Die Karawane zieht am Klischee vorbei
„Meisterwerke der muhammedanischen Kunst“ – 100 Jahre nach der legendären Ausstellung kombiniert das Haus der Kunst Original-Exponate mit aktuellen Werken aus islamischen Ländern
Verblüffend, wie spielerisch und entspannt das Schwierige daherkommen kann. Das Rezept? Vielleicht muss man einfach den Schneid haben, junge Leute draufloswerkeln zu lassen. Denn die klischeebehaftete islamische Welt und also auch ihre Künste sind uns herzlich schwer geworden im Umgang. Von Fingerspitzengefühl ist ständig die Rede und „political correctness“. Die Lust aufs Thema kann da leicht abhanden kommen. Und genau das ist im Haus der Kunst nicht der Fall – in der neuen Mammutschau „100 Jahre nach der Ausstellung Meisterwerke muhammedanischer Kunst“.
Dabei zeugt das Projekt von einem gewissen Wahnsinn. Die „Kulturtat Münchens im Jahre 1910 schlechthin“, wie die Ausstellung einhellig bejubelt wurde, aufzugreifen und das Thema in die Gegenwart zu übertragen, ist ein schier endloses Unterfangen. Chris Dercon, Direktor des Hauses Kunst, und Kurator Léon Krempel sind durch die „muhammedanischen Lande“ gezogen, haben unzählige Künstler besucht – und am Ende vor allem auf Qualität gesetzt.
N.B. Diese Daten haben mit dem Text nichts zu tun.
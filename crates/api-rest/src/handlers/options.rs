//! Dropdown option lookups for the front end, served from the master-data cache.

use crate::error::ApiResult;
use crate::AppState;
use api_shared::dto;
use axum::extract::State;
use axum::Json;

#[utoipa::path(
    get,
    path = "/options/departments",
    responses(
        (status = 200, description = "Active departments ordered by name", body = [dto::DepartmentOption]),
        (status = 401, description = "Missing or invalid token")
    )
)]
#[axum::debug_handler]
pub async fn departments(State(state): State<AppState>) -> ApiResult<Json<Vec<dto::DepartmentOption>>> {
    Ok(Json(state.master_data.departments()?))
}

#[utoipa::path(
    get,
    path = "/options/wards",
    responses(
        (status = 200, description = "Active wards ordered by name", body = [dto::WardOption]),
        (status = 401, description = "Missing or invalid token")
    )
)]
#[axum::debug_handler]
pub async fn wards(State(state): State<AppState>) -> ApiResult<Json<Vec<dto::WardOption>>> {
    Ok(Json(state.master_data.wards()?))
}

#[utoipa::path(
    get,
    path = "/options/lab-tests",
    responses(
        (status = 200, description = "Active lab tests ordered by name", body = [dto::LabTestOption]),
        (status = 401, description = "Missing or invalid token")
    )
)]
#[axum::debug_handler]
pub async fn lab_tests(State(state): State<AppState>) -> ApiResult<Json<Vec<dto::LabTestOption>>> {
    Ok(Json(state.master_data.lab_tests()?))
}

#[utoipa::path(
    get,
    path = "/options/drugs",
    responses(
        (status = 200, description = "Non-discontinued drugs with available stock", body = [dto::DrugOption]),
        (status = 401, description = "Missing or invalid token")
    )
)]
#[axum::debug_handler]
pub async fn drugs(State(state): State<AppState>) -> ApiResult<Json<Vec<dto::DrugOption>>> {
    Ok(Json(state.master_data.drugs()?))
}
Der Humor steckt im Detail
Deshalb kreisen rund um den Zentralraum mit historischen Objekten und Elementen der islamischen Kunsttradition reizvolle, junge Satelliten: Wobei Videos, wen wundert’s, das Medium schlechthin sind. Da heulen Iranerinnen fast um die Wette – beim Vorlesen der unglaublich traurigen Liebesgeschichte von „Chosrou und Shirin“ (Abbas Kiarostami). Juliette Binoche gehört übrigens zur Emotions-Crew. Gleich ums Eck kreiert die Libanesin Mounira al Solh schräg-surreale Bilder, indem sie arabische Sprichwörter in kleine Filme packt. Da kann es schon mal derb zugehen, wenn der Protagonist furzend unter Decken fröstelt.
Erstaunlich, wie gut arabische Buchstaben selbst mit industriellem Design zusammen gehen. Etwa im Plexiglas-Vorhang mit dem märchenhaften Titel „Tausendmal Nein“, bestehend aus wahrscheinlich 1000 „Nein“-Täfelchen. Daneben kommt die „Krone der Schöpfung“ gar nicht gut weg in den comic-frechen Videos und Bildchen von Tala Madani. Die Iranerin lebt vermutlich nicht ohne Grund in den USA.
Natürlich gibt es auch Sperriges, Komplexes oder Selbstkritisches wie das heruntergekommene Flüchtlingslager, mit dem Wafa el Hourani seinen palästinensischen Landsleuten den Spiegel vorhält. Doch im Detail steckt häufig eine gute Portion Humor.
Dabei war der Ausgang vor 100 Jahren ein besonders ernsthafter. Mit rund 3600 Exponaten sollte die Megaschau auf der Theresienhöhe den Rang der islamischen Kunst dokumentieren, fern vom 1001-Nacht-Geklingel. 30 Objekte daraus, Vasen, Teppiche oder Handschriften, sind auch jetzt geschmackvoll in Szene gesetzt, umgeben von feiner ägyptischer Baumwolle. Und über allem thront Allah: 99 Versionen seines Namens auf transparenten Stoffbahnen, die ein – ganz entspannter – Sufimeister aus Algerien entworfen hat.